#### [Dataset records]
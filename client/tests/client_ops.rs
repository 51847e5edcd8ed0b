//! End-to-end client tests against a canned in-process engine.

use std::collections::HashMap;
use std::sync::Mutex;

use prost::Message;

use dqlink::analytics::{create_ir_par_rate_curve, create_par_curve_pillar};
use dqlink::irmarket::create_depo_template;
use dqlink::{AnalyticsClient, DqError, Engine, Result};
use dqproto::analytics::{IrYieldCurve, IrYieldCurveBuildingInput, IrYieldCurveBuildingOutput};
use dqproto::datetime::Date;
use dqproto::irmarket::{BuildDepoOutput, CreateIborIndexInput, CreateIborIndexOutput};

/// Replays recorded engine replies keyed by operation name and keeps every
/// request it saw for inspection.
struct MockEngine {
    replies: HashMap<String, Vec<u8>>,
    calls: Mutex<Vec<(String, Vec<u8>)>>,
}

impl MockEngine {
    fn new() -> Self {
        MockEngine { replies: HashMap::new(), calls: Mutex::new(Vec::new()) }
    }

    fn with_reply(mut self, name: &str, reply: impl Message) -> Self {
        self.replies.insert(name.to_string(), reply.encode_to_vec());
        self
    }

    fn calls(&self) -> Vec<(String, Vec<u8>)> {
        self.calls.lock().unwrap().clone()
    }
}

#[tonic::async_trait]
impl Engine for MockEngine {
    async fn process(&self, name: &str, payload: Vec<u8>) -> Result<Vec<u8>> {
        self.calls.lock().unwrap().push((name.to_string(), payload));
        self.replies
            .get(name)
            .cloned()
            .ok_or_else(|| DqError::EngineError(format!("unexpected operation '{}'", name)))
    }
}

fn date(year: i32, month: i32, day: i32) -> Date {
    Date { year, month, day }
}

#[tokio::test]
async fn create_ibor_index_sends_the_expected_request() {
    let engine = MockEngine::new().with_reply(
        "CREATE_IBOR_INDEX",
        CreateIborIndexOutput { success: true, err_msg: String::new() },
    );
    let client = AnalyticsClient::new(engine);

    client
        .create_ibor_index("shibor_3m", "3m", "cny", &["CAL_CFETS"], 1)
        .await
        .unwrap();

    let calls = client.engine().calls();
    assert_eq!(calls.len(), 1);
    assert_eq!(calls[0].0, "CREATE_IBOR_INDEX");

    let sent = CreateIborIndexInput::decode(calls[0].1.as_slice()).unwrap();
    let index = sent.ibor_index.unwrap();
    assert_eq!(index.name, "SHIBOR_3M");
    assert_eq!(index.currency, "CNY");
    assert_eq!(index.fixing_days, 1);
}

#[tokio::test]
async fn engine_failure_surfaces_the_error_message() {
    let engine = MockEngine::new().with_reply(
        "BUILD_DEPO",
        BuildDepoOutput {
            success: false,
            err_msg: "unknown calendar CAL_NOPE".into(),
            instrument: None,
        },
    );
    let client = AnalyticsClient::new(engine);

    let template = create_depo_template("cny_depo", "cny", "CAL_NOPE").unwrap();
    let err = client
        .build_depo("PAY", 0.02, date(2022, 3, 9), date(2022, 6, 9), template, 1_000_000.0)
        .await
        .unwrap_err();

    assert!(matches!(err, DqError::EngineError(msg) if msg.contains("CAL_NOPE")));
}

#[tokio::test]
async fn curve_builder_returns_the_bootstrapped_curve() {
    let curve = IrYieldCurve {
        name: "CNY_SHIBOR_3M".into(),
        currency: "CNY".into(),
        ..Default::default()
    };
    let engine = MockEngine::new().with_reply(
        "IR_YIELD_CURVE_BUILDER",
        IrYieldCurveBuildingOutput {
            success: true,
            err_msg: String::new(),
            ir_yield_curve: Some(curve.clone()),
        },
    );
    let client = AnalyticsClient::new(engine);

    let pillar =
        create_par_curve_pillar("cny_shibor_3m_1y", "ir_vanilla_swap", "1y", 0.0256, "SPOT_START")
            .unwrap();
    let par_curve =
        create_ir_par_rate_curve(date(2022, 3, 9), "cny", "cny_shibor_3m", vec![pillar]);

    let built = client
        .ir_yield_curve_builder(date(2022, 3, 9), "cny_shibor_3m", par_curve, None, "bootstrap", false)
        .await
        .unwrap();
    assert_eq!(built, curve);

    let calls = client.engine().calls();
    let sent = IrYieldCurveBuildingInput::decode(calls[0].1.as_slice()).unwrap();
    assert_eq!(sent.target_curve_name, "CNY_SHIBOR_3M");
    assert_eq!(sent.building_method, "BOOTSTRAP");
    assert!(!sent.calc_jacobian);
}

#[tokio::test]
async fn unexpected_operation_is_rejected() {
    let client = AnalyticsClient::new(MockEngine::new());
    let err = client
        .create_ibor_index("shibor_3m", "3m", "cny", &[], 1)
        .await
        .unwrap_err();
    assert!(matches!(err, DqError::EngineError(msg) if msg.contains("CREATE_IBOR_INDEX")));
}
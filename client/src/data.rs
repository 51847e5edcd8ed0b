//! CSV loaders for market data kept in flat files: par quotes, bond quotes,
//! index fixings and holiday lists. Dates are ISO `yyyy-mm-dd`.

use std::fs::File;
use std::io::BufReader;
use std::path::Path;

use chrono::NaiveDate;
use csv::{ReaderBuilder, StringRecord};
use dqproto::analytics::ParCurvePillar;
use dqproto::datetime::Date;
use dqproto::market::TimeSeries;

use crate::analytics::create_par_curve_pillar;
use crate::datetime::to_date;
use crate::error::{DqError, Result};
use crate::market::create_time_series;

fn open_reader(path: &Path) -> Result<csv::Reader<BufReader<File>>> {
    let file = File::open(path)?;
    Ok(ReaderBuilder::new()
        .has_headers(true)
        .trim(csv::Trim::All)
        .from_reader(BufReader::new(file)))
}

fn column(headers: &StringRecord, name: &str) -> Result<usize> {
    headers
        .iter()
        .position(|h| h.eq_ignore_ascii_case(name))
        .ok_or_else(|| DqError::InvalidInput(format!("csv is missing column '{}'", name)))
}

fn field<'r>(record: &'r StringRecord, idx: usize, name: &str, line: usize) -> Result<&'r str> {
    record
        .get(idx)
        .filter(|v| !v.is_empty())
        .ok_or_else(|| {
            DqError::InvalidInput(format!("missing '{}' value at csv line {}", name, line))
        })
}

fn parse_iso_date(text: &str, line: usize) -> Result<Date> {
    let date = NaiveDate::parse_from_str(text, "%Y-%m-%d").map_err(|e| {
        DqError::InvalidInput(format!("bad date '{}' at csv line {}: {}", text, line, e))
    })?;
    Ok(to_date(date))
}

fn parse_number(text: &str, name: &str, line: usize) -> Result<f64> {
    text.parse::<f64>().map_err(|e| {
        DqError::InvalidInput(format!("bad '{}' value '{}' at csv line {}: {}", name, text, line, e))
    })
}

/// Loads par curve pillars from a csv with columns
/// `instrument,type,tenor,quote,start_convention`.
pub fn load_par_quotes(path: impl AsRef<Path>) -> Result<Vec<ParCurvePillar>> {
    let mut rdr = open_reader(path.as_ref())?;
    let headers = rdr.headers()?.clone();
    let instrument = column(&headers, "instrument")?;
    let kind = column(&headers, "type")?;
    let tenor = column(&headers, "tenor")?;
    let quote = column(&headers, "quote")?;
    let start = column(&headers, "start_convention")?;

    let mut pillars = Vec::new();
    for (idx, result) in rdr.records().enumerate() {
        let line = idx + 2;
        let record = result?;
        pillars.push(create_par_curve_pillar(
            field(&record, instrument, "instrument", line)?,
            field(&record, kind, "type", line)?,
            field(&record, tenor, "tenor", line)?,
            parse_number(field(&record, quote, "quote", line)?, "quote", line)?,
            field(&record, start, "start_convention", line)?,
        )?);
    }
    Ok(pillars)
}

/// Loads bond quotes from a csv with columns `instrument,quote`. The quote
/// type is uniform across the file and supplied by the caller downstream.
pub fn load_bond_quotes(path: impl AsRef<Path>) -> Result<Vec<(String, f64)>> {
    let mut rdr = open_reader(path.as_ref())?;
    let headers = rdr.headers()?.clone();
    let instrument = column(&headers, "instrument")?;
    let quote = column(&headers, "quote")?;

    let mut quotes = Vec::new();
    for (idx, result) in rdr.records().enumerate() {
        let line = idx + 2;
        let record = result?;
        quotes.push((
            field(&record, instrument, "instrument", line)?.to_uppercase(),
            parse_number(field(&record, quote, "quote", line)?, "quote", line)?,
        ));
    }
    Ok(quotes)
}

/// Loads index fixings from a csv with columns `date,value` into a
/// forward-mode time series named after the index.
pub fn load_fixings(path: impl AsRef<Path>, index_name: &str) -> Result<TimeSeries> {
    let mut rdr = open_reader(path.as_ref())?;
    let headers = rdr.headers()?.clone();
    let date = column(&headers, "date")?;
    let value = column(&headers, "value")?;

    let mut dates = Vec::new();
    let mut values = Vec::new();
    for (idx, result) in rdr.records().enumerate() {
        let line = idx + 2;
        let record = result?;
        dates.push(parse_iso_date(field(&record, date, "date", line)?, line)?);
        values.push(parse_number(field(&record, value, "value", line)?, "value", line)?);
    }
    create_time_series(dates, &values, "TS_FORWARD_MODE", index_name)
}

/// Loads a holiday list from a csv with a single `date` column.
pub fn load_holidays(path: impl AsRef<Path>) -> Result<Vec<Date>> {
    let mut rdr = open_reader(path.as_ref())?;
    let headers = rdr.headers()?.clone();
    let date = column(&headers, "date")?;

    let mut holidays = Vec::new();
    for (idx, result) in rdr.records().enumerate() {
        let line = idx + 2;
        let record = result?;
        holidays.push(parse_iso_date(field(&record, date, "date", line)?, line)?);
    }
    Ok(holidays)
}

#[cfg(test)]
mod tests {
    use super::*;
    use dqproto::market::InstrumentType;
    use std::io::Write;
    use tempfile::NamedTempFile;

    fn write_csv(contents: &str) -> NamedTempFile {
        let mut file = NamedTempFile::new().unwrap();
        file.write_all(contents.as_bytes()).unwrap();
        file
    }

    #[test]
    fn loads_par_quotes() {
        let file = write_csv(
            "instrument,type,tenor,quote,start_convention\n\
             cny_shibor_3m_3m,deposit,3m,0.023,SPOT_START\n\
             cny_shibor_3m_1y,ir_vanilla_swap,1y,0.0256,SPOT_START\n",
        );
        let pillars = load_par_quotes(file.path()).unwrap();
        assert_eq!(pillars.len(), 2);
        assert_eq!(pillars[0].instrument_name, "CNY_SHIBOR_3M_3M");
        assert_eq!(pillars[0].instrument_type, InstrumentType::Deposit as i32);
        assert_eq!(pillars[1].quote, 0.0256);
    }

    #[test]
    fn loads_fixings_as_time_series() {
        let file = write_csv("date,value\n2022-03-03,0.0232\n2022-03-04,0.0231\n");
        let series = load_fixings(file.path(), "shibor_3m").unwrap();
        assert_eq!(series.name, "SHIBOR_3M");
        assert_eq!(series.dates.len(), 2);
        assert_eq!(series.dates[0].day, 3);
        assert_eq!(series.values.as_ref().unwrap().to_values(), vec![0.0232, 0.0231]);
    }

    #[test]
    fn missing_column_is_reported() {
        let file = write_csv("instrument,tenor\nx,3m\n");
        let err = load_par_quotes(file.path()).unwrap_err();
        assert!(matches!(err, DqError::InvalidInput(msg) if msg.contains("type")));
    }

    #[test]
    fn bad_number_is_reported_with_line() {
        let file = write_csv("instrument,quote\ncny_treas_1y,abc\n");
        let err = load_bond_quotes(file.path()).unwrap_err();
        assert!(matches!(err, DqError::InvalidInput(msg) if msg.contains("line 2")));
    }
}
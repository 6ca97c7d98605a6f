//! `epmem-runtime` – per-cycle driving of the episodic memory.
//!
//! Wraps an [`EpisodicEngine`][epmem_memory::EpisodicEngine] in the
//! once-per-decision-cycle protocol the host agent sees.
//!
//! # Modules
//!
//! - [`scheduler`] – [`EpisodicMemory`][scheduler::EpisodicMemory]: records
//!   when the active trigger fires, then runs a navigation command or a
//!   changed cue.
//! - [`trigger`] – the [`RecordTrigger`][trigger::RecordTrigger] trait and
//!   its two policies, output activity and top-activation change.
//! - [`link`] – [`EpmemLink`][link::EpmemLink]: the `^epmem` attribute-path
//!   protocol (`query`, `retrieved`, `command`, `retrieval-count`).
//! - [`clock`] – the injected [`Clock`][clock::Clock] and per-phase
//!   [`CycleTimers`][clock::CycleTimers].
//! - [`telemetry`] – [`init_tracing`][telemetry::init_tracing]: console
//!   logging plus optional OTLP span export.

pub mod clock;
pub mod link;
pub mod scheduler;
pub mod telemetry;
pub mod trigger;

pub use clock::{Clock, CycleTimers, ManualClock, Phase, SystemClock, TimerStat};
pub use link::{EpmemLink, NavCommand};
pub use scheduler::{CycleAction, CycleReport, EpisodicMemory, EpmemStats};
pub use telemetry::{LogFormat, TracerProviderGuard, init_tracing};
pub use trigger::{ActivationChangeTrigger, OutputActivityTrigger, RecordTrigger, TriggerContext};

#### [Exercise aim]
Copy each line above that contains the word "ReaderBuilder".

#### [Result]
use csv::{ReaderBuilder, StringRecord};
    Ok(ReaderBuilder::new()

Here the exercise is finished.